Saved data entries
Start of Block
//! Reasoning Tool
//!
//! Wraps the question in a fixed step-by-step template and returns the
//! model's raw reply.

use std::sync::Arc;

use async_trait::async_trait;
use mathsolver_core::{GenerationOptions, LlmProvider, Tool, ToolError, ToolKind, ToolSchema};

use crate::prompts::{self, REASONING_DESCRIPTION, REASONING_NAME, REASONING_TEMPLATE};

/// Free-form reasoning over a language model
pub struct ReasoningTool {
    provider: Arc<dyn LlmProvider>,
    options: GenerationOptions,
}

impl ReasoningTool {
    pub fn new(provider: Arc<dyn LlmProvider>, options: GenerationOptions) -> Self {
        Self { provider, options }
    }
}

#[async_trait]
impl Tool for ReasoningTool {
    fn schema(&self) -> ToolSchema {
        ToolSchema {
            name: REASONING_NAME.into(),
            description: REASONING_DESCRIPTION.into(),
            kind: ToolKind::Reasoning,
        }
    }

    async fn invoke(&self, input: &str) -> Result<String, ToolError> {
        let prompt = prompts::render(REASONING_TEMPLATE, input);
        self.provider
            .complete_prompt(&prompt, &self.options)
            .await
            .map_err(|e| ToolError::Provider(e.to_string()))
    }
}
//! Conversation Messages
//!
//! Standard message format used for both the session transcript and the
//! prompts sent to the language model.

use chrono::{DateTime, Utc};
use serde::{Deserialize, Serialize};

/// Who wrote a message
#[derive(Clone, Copy, Debug, PartialEq, Eq, Serialize, Deserialize)]
#[serde(rename_all = "lowercase")]
pub enum Role {
    /// Only ever sent to the provider, never stored in a transcript
    System,
    User,
    Assistant,
}

impl Role {
    /// Wire and display name
    pub const fn as_str(self) -> &'static str {
        match self {
            Self::System => "system",
            Self::User => "user",
            Self::Assistant => "assistant",
        }
    }
}

impl std::fmt::Display for Role {
    fn fmt(&self, f: &mut std::fmt::Formatter<'_>) -> std::fmt::Result {
        f.write_str(self.as_str())
    }
}

/// One chat message
#[derive(Clone, Debug, Serialize, Deserialize)]
pub struct Message {
    pub role: Role,
    pub content: String,

    /// When the message was created; filled in if absent on the wire
    #[serde(default = "Utc::now")]
    pub timestamp: DateTime<Utc>,
}

impl Message {
    pub fn new(role: Role, content: impl Into<String>) -> Self {
        Self {
            role,
            content: content.into(),
            timestamp: Utc::now(),
        }
    }

    pub fn system(content: impl Into<String>) -> Self {
        Self::new(Role::System, content)
    }

    /// A question typed into the page
    pub fn user(content: impl Into<String>) -> Self {
        Self::new(Role::User, content)
    }

    /// A greeting or an agent answer
    pub fn assistant(content: impl Into<String>) -> Self {
        Self::new(Role::Assistant, content)
    }
}

#[cfg(test)]
mod tests {
    use super::*;

    #[test]
    fn test_constructors_set_role() {
        assert_eq!(Message::user("What is 2 + 2?").role, Role::User);
        assert_eq!(Message::assistant("4").role, Role::Assistant);
        assert_eq!(Message::system("rules").role.as_str(), "system");
    }

    #[test]
    fn test_role_serializes_lowercase() {
        let json = serde_json::to_string(&Message::assistant("hi")).unwrap();
        assert!(json.contains(r#""role":"assistant""#));
        assert_eq!(Role::User.to_string(), "user");
    }

    #[test]
    fn test_timestamp_defaults_when_missing() {
        let msg: Message = serde_json::from_str(r#"{"role":"user","content":"2+2"}"#).unwrap();
        assert_eq!(msg.role, Role::User);
        assert_eq!(msg.content, "2+2");
    }
}
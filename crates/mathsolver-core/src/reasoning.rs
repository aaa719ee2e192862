//! Reasoning Loop
//!
//! Implements the zero-shot ReAct (Reason + Act) protocol: the model is shown
//! the tool list and a fixed text format, and on each iteration it either
//! names a tool to call or gives the final answer.
//!
//! The loop sits behind the `DecisionLoop` trait so the dispatcher never
//! depends on the selection policy itself.

use std::sync::Arc;

use async_trait::async_trait;

use crate::error::{AgentError, Result};
use crate::event::{AgentEvent, AgentRun, AgentStep, EventSink};
use crate::provider::{GenerationOptions, LlmProvider};
use crate::tool::ToolRegistry;
use crate::transcript::Transcript;

/// Answer returned when the step ceiling is hit
pub const ITERATION_LIMIT_ANSWER: &str = "Agent stopped due to iteration limit or time limit.";

/// Tool name recorded for a recovered parse error
pub const EXCEPTION_TOOL: &str = "_Exception";

const PREFIX: &str =
    "Answer the following questions as best you can. You have access to the following tools:";

const FORMAT_INSTRUCTIONS: &str = "Use the following format:

Question: the input question you must answer
Thought: you should always think about what to do
Action: the action to take, should be one of [{tool_names}]
Action Input: the input to the action
Observation: the result of the action
... (this Thought/Action/Action Input/Observation can repeat N times)
Thought: I now know the final answer
Final Answer: the final answer to the original input question";

const SUFFIX: &str = "Begin!

Question: {input}
Thought:{agent_scratchpad}";

const FINAL_ANSWER: &str = "Final Answer:";
const ACTION: &str = "Action:";
const ACTION_INPUT: &str = "Action Input:";

const MISSING_ACTION: &str = "Invalid Format: Missing 'Action:' after 'Thought:'";
const MISSING_ACTION_INPUT: &str = "Invalid Format: Missing 'Action Input:' after 'Action:'";
const INCOMPLETE_RESPONSE: &str = "Invalid or incomplete response";
const MISSING_FINAL_ANSWER: &str = "Invalid Format: Missing text after 'Final Answer:'";

const STOP: [&str; 2] = ["\nObservation:", "\n\tObservation:"];

/// Agent configuration
#[derive(Clone, Debug)]
pub struct AgentConfig {
    /// Maximum reasoning iterations before the turn is force-stopped
    pub max_iterations: usize,

    /// Generation options
    pub generation: GenerationOptions,
}

impl Default for AgentConfig {
    fn default() -> Self {
        Self {
            max_iterations: 15,
            generation: GenerationOptions::default(),
        }
    }
}

/// Chooses tools and produces the final answer for one input.
#[async_trait]
pub trait DecisionLoop: Send + Sync {
    async fn run(&self, input: &str, tools: &ToolRegistry, events: &EventSink)
    -> Result<AgentRun>;
}

/// What one model reply asks for
#[derive(Clone, Debug, PartialEq, Eq)]
pub enum ReactDecision {
    Action { tool: String, input: String },
    Finish(String),
}

/// Why a model reply could not be parsed
#[derive(Clone, Debug, PartialEq, Eq)]
pub struct ReactParseError {
    /// Text fed back to the model as the next observation
    pub observation: String,
}

/// Parse one ReAct-formatted reply
pub fn parse_react_output(text: &str) -> std::result::Result<ReactDecision, ReactParseError> {
    let includes_answer = text.contains(FINAL_ANSWER);

    let action = text.find(ACTION).and_then(|start| {
        let after = &text[start + ACTION.len()..];
        after.find(ACTION_INPUT).map(|input_at| {
            let tool = after[..input_at].trim().to_string();
            let input = after[input_at + ACTION_INPUT.len()..]
                .trim()
                .trim_matches('"')
                .to_string();
            (tool, input)
        })
    });

    match action {
        Some(_) if includes_answer => Err(ReactParseError {
            observation: INCOMPLETE_RESPONSE.into(),
        }),
        Some((tool, input)) => Ok(ReactDecision::Action { tool, input }),
        None if includes_answer => {
            let answer = text.rsplit(FINAL_ANSWER).next().unwrap_or_default().trim();
            if answer.is_empty() {
                return Err(ReactParseError {
                    observation: MISSING_FINAL_ANSWER.into(),
                });
            }
            Ok(ReactDecision::Finish(answer.to_string()))
        }
        None if !text.contains(ACTION) => Err(ReactParseError {
            observation: MISSING_ACTION.into(),
        }),
        None => Err(ReactParseError {
            observation: MISSING_ACTION_INPUT.into(),
        }),
    }
}

/// Default `DecisionLoop`: zero-shot ReAct over a language model
pub struct ReactLoop {
    provider: Arc<dyn LlmProvider>,
    config: AgentConfig,
}

impl ReactLoop {
    pub fn new(provider: Arc<dyn LlmProvider>, config: AgentConfig) -> Self {
        Self { provider, config }
    }

    /// Build the full prompt for the current scratchpad
    pub fn build_prompt(tools: &ToolRegistry, input: &str, steps: &[AgentStep]) -> String {
        let instructions = FORMAT_INSTRUCTIONS.replace("{tool_names}", &tools.names().join(", "));
        let scratchpad = Self::scratchpad(steps);
        let suffix = SUFFIX
            .replace("{input}", input)
            .replace("{agent_scratchpad}", &scratchpad);

        format!("{PREFIX}\n\n{}\n\n{instructions}\n\n{suffix}", tools.describe())
    }

    fn scratchpad(steps: &[AgentStep]) -> String {
        steps
            .iter()
            .map(|step| format!("{}\nObservation: {}\nThought: ", step.log, step.observation))
            .collect()
    }

    async fn observe(
        &self,
        tools: &ToolRegistry,
        tool: &str,
        input: &str,
        events: &EventSink,
    ) -> Result<String> {
        if tools.get(tool).is_none() {
            let observation = format!(
                "{tool} is not a valid tool, try one of [{}].",
                tools.names().join(", ")
            );
            tracing::warn!(tool = %tool, "Model selected an unknown tool");
            return Ok(observation);
        }

        events.emit(AgentEvent::ToolStart {
            tool: tool.to_string(),
            input: input.to_string(),
        });
        let output = tools.invoke(tool, input).await?;
        events.emit(AgentEvent::ToolEnd {
            tool: tool.to_string(),
            output: output.clone(),
        });
        Ok(output)
    }
}

#[async_trait]
impl DecisionLoop for ReactLoop {
    async fn run(
        &self,
        input: &str,
        tools: &ToolRegistry,
        events: &EventSink,
    ) -> Result<AgentRun> {
        let options = self.config.generation.clone().with_stop(&STOP);
        let mut steps: Vec<AgentStep> = Vec::new();

        for iteration in 1..=self.config.max_iterations {
            let prompt = Self::build_prompt(tools, input, &steps);
            let output = self.provider.complete_prompt(&prompt, &options).await?;
            tracing::debug!(iteration, provider = self.provider.name(), "Model replied");

            events.emit(AgentEvent::Thought { text: output.clone() });

            match parse_react_output(&output) {
                Ok(ReactDecision::Finish(answer)) => {
                    events.emit(AgentEvent::Finish { answer: answer.clone() });
                    return Ok(AgentRun { answer, steps });
                }
                Ok(ReactDecision::Action { tool, input: tool_input }) => {
                    let observation = self.observe(tools, &tool, &tool_input, events).await?;
                    steps.push(AgentStep {
                        tool,
                        tool_input,
                        log: output,
                        observation,
                    });
                }
                Err(err) => {
                    tracing::warn!(iteration, observation = %err.observation, "Recovering from unparsable reply");
                    events.emit(AgentEvent::ParseError {
                        observation: err.observation.clone(),
                    });
                    steps.push(AgentStep {
                        tool: EXCEPTION_TOOL.into(),
                        tool_input: err.observation.clone(),
                        log: output,
                        observation: err.observation,
                    });
                }
            }
        }

        tracing::warn!(max = self.config.max_iterations, "Iteration limit reached");
        events.emit(AgentEvent::Finish {
            answer: ITERATION_LIMIT_ANSWER.into(),
        });
        Ok(AgentRun {
            answer: ITERATION_LIMIT_ANSWER.into(),
            steps,
        })
    }
}

/// The dispatcher: transcript in, final answer out
pub struct Agent {
    decision_loop: Arc<dyn DecisionLoop>,
    tools: Arc<ToolRegistry>,
}

impl Agent {
    /// Create a new agent
    pub fn new(decision_loop: Arc<dyn DecisionLoop>, tools: Arc<ToolRegistry>) -> Self {
        Self {
            decision_loop,
            tools,
        }
    }

    /// Answer the latest question given the whole transcript
    pub async fn run(&self, transcript: &Transcript, events: &EventSink) -> Result<AgentRun> {
        let input = transcript.to_agent_input();
        tracing::info!(messages = transcript.len(), "Dispatching turn");

        let run = self.decision_loop.run(&input, &self.tools, events).await?;
        tracing::info!(steps = run.steps.len(), "Turn answered");
        Ok(run)
    }

    /// Get the tool registry
    pub fn tools(&self) -> &ToolRegistry {
        &self.tools
    }
}

/// Builder for Agent configuration
pub struct AgentBuilder {
    provider: Option<Arc<dyn LlmProvider>>,
    decision_loop: Option<Arc<dyn DecisionLoop>>,
    tools: Arc<ToolRegistry>,
    config: AgentConfig,
}

impl Default for AgentBuilder {
    fn default() -> Self {
        Self::new()
    }
}

impl AgentBuilder {
    pub fn new() -> Self {
        Self {
            provider: None,
            decision_loop: None,
            tools: Arc::new(ToolRegistry::new()),
            config: AgentConfig::default(),
        }
    }

    #[must_use]
    pub fn provider(mut self, provider: Arc<dyn LlmProvider>) -> Self {
        self.provider = Some(provider);
        self
    }

    /// Replace the default ReAct loop
    #[must_use]
    pub fn decision_loop(mut self, decision_loop: Arc<dyn DecisionLoop>) -> Self {
        self.decision_loop = Some(decision_loop);
        self
    }

    #[must_use]
    pub fn tools(mut self, tools: Arc<ToolRegistry>) -> Self {
        self.tools = tools;
        self
    }

    #[must_use]
    pub fn model(mut self, model: impl Into<String>) -> Self {
        self.config.generation.model = model.into();
        self
    }

    #[must_use]
    pub const fn temperature(mut self, temp: f32) -> Self {
        self.config.generation.temperature = temp;
        self
    }

    #[must_use]
    pub const fn max_iterations(mut self, max: usize) -> Self {
        self.config.max_iterations = max;
        self
    }

    pub fn build(self) -> Result<Agent> {
        let decision_loop = match (self.decision_loop, self.provider) {
            (Some(decision_loop), _) => decision_loop,
            (None, Some(provider)) => Arc::new(ReactLoop::new(provider, self.config)),
            (None, None) => {
                return Err(AgentError::Config("Provider is required".into()));
            }
        };

        Ok(Agent::new(decision_loop, self.tools))
    }
}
End of Block
Copy, exactly and only, the lines above that begin with the one containing "filename crates/mathsolver-core/src/reasoning.rs" and finish with the one containing "Action Input: the input to the action".

filename crates/mathsolver-core/src/reasoning.rs
repository aaa719ee2e192862
//! Reasoning Loop
//!
//! Implements the zero-shot ReAct (Reason + Act) protocol: the model is shown
//! the tool list and a fixed text format, and on each iteration it either
//! names a tool to call or gives the final answer.
//!
//! The loop sits behind the `DecisionLoop` trait so the dispatcher never
//! depends on the selection policy itself.

use std::sync::Arc;

use async_trait::async_trait;

use crate::error::{AgentError, Result};
use crate::event::{AgentEvent, AgentRun, AgentStep, EventSink};
use crate::provider::{GenerationOptions, LlmProvider};
use crate::tool::ToolRegistry;
use crate::transcript::Transcript;

/// Answer returned when the step ceiling is hit
pub const ITERATION_LIMIT_ANSWER: &str = "Agent stopped due to iteration limit or time limit.";

/// Tool name recorded for a recovered parse error
pub const EXCEPTION_TOOL: &str = "_Exception";

const PREFIX: &str =
    "Answer the following questions as best you can. You have access to the following tools:";

const FORMAT_INSTRUCTIONS: &str = "Use the following format:

Question: the input question you must answer
Thought: you should always think about what to do
Action: the action to take, should be one of [{tool_names}]
Action Input: the input to the action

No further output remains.